I abhor running.  Every. Step. Agony.

And yet for years, I ran regularly. To what end?


That usually got me to about the 2-mile mark.  Shallow motives never get you past the burn.  But here’s the thing.  My friend ran competitive cross-country in both high school and college. She did things casual runners never did. Like setting a pace, plotting a course, measuring her progress, keeping to a daily training schedule, and sprinting during long runs just to amp things up a little.  She did these things because she had a goal in mind.  And unlike me, she was training to win.

She ran, I worked out.  We both watched every calorie.  Truth be told, when we donned our running gear, there wasn’t much to distinguish us from each other at the starting line.  But if I had tried to keep pace with her in an actual race?  I, the imposter, would have been found out by the 1-mile marker.

The longer I do this thing called following Jesus, the more I realize the significance of self-discipline.  The value of preparation, training and spiritual disciplines.  We all look good at the starting line.  Praise GOD, He’s made it so for every one of us.  But once this race gets underway, the rubber of our shoes quite literally meets the road, and we won’t be far into it before the pack begins to separate and we’re either going to be looking at a lot of people drawing up in front, or a lot of open road greeting us ahead. I like the latter.

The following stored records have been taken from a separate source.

// ── Cursor sync ──
//
// The whole area follows the color under the mouse pointer.

use std::sync::Arc;

use huesync_api::EntertainmentArea;
use tracing::trace;

use super::{EngineCore, SyncEngine, SyncMode};
use crate::params::SyncParameters;
use crate::sampling::PointerSampler;
use crate::transport::FrameSink;

pub struct CursorSync<P: PointerSampler> {
    core: Arc<EngineCore>,
    sampler: Arc<P>,
}

impl<P: PointerSampler> CursorSync<P> {
    pub fn new(area: &EntertainmentArea, params: SyncParameters, sampler: P) -> Self {
        Self {
            core: Arc::new(EngineCore::new(area, params)),
            sampler: Arc::new(sampler),
        }
    }
}

impl<P: PointerSampler> SyncEngine for CursorSync<P> {
    fn mode(&self) -> SyncMode {
        SyncMode::Cursor
    }

    fn core(&self) -> &Arc<EngineCore> {
        &self.core
    }

    fn start(&self, sink: FrameSink) {
        if self.core.begin(sink) {
            let task = run(Arc::clone(&self.core), Arc::clone(&self.sampler));
            self.core.timers().spawn(task);
        }
    }
}

async fn run<P: PointerSampler>(core: Arc<EngineCore>, sampler: Arc<P>) {
    while core.is_streaming() {
        match sampler.pixel_under_pointer().await {
            Some(color) => {
                core.push_uniform(color.finish(core.parameters().brightness));
            }
            None => trace!("pointer sample unavailable, skipping tick"),
        }

        if !core.wait_next_tick().await {
            break;
        }
    }
}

I’m willing to put some hard work into having wide-open options in front of me.

Michael Phelps said it in an interview: “You’ve just got to stay in the pool longer than others.”

So here’s my question. 

What spiritual muscles did you exercise today?  And if you’re not feeling some after effects from your workout, you clearly didn’t put enough into it.

See you on the road.

You know that in a race all the runners run, but only one gets the prize. So run to win! – 1 Corinthians 9:24 (NCV)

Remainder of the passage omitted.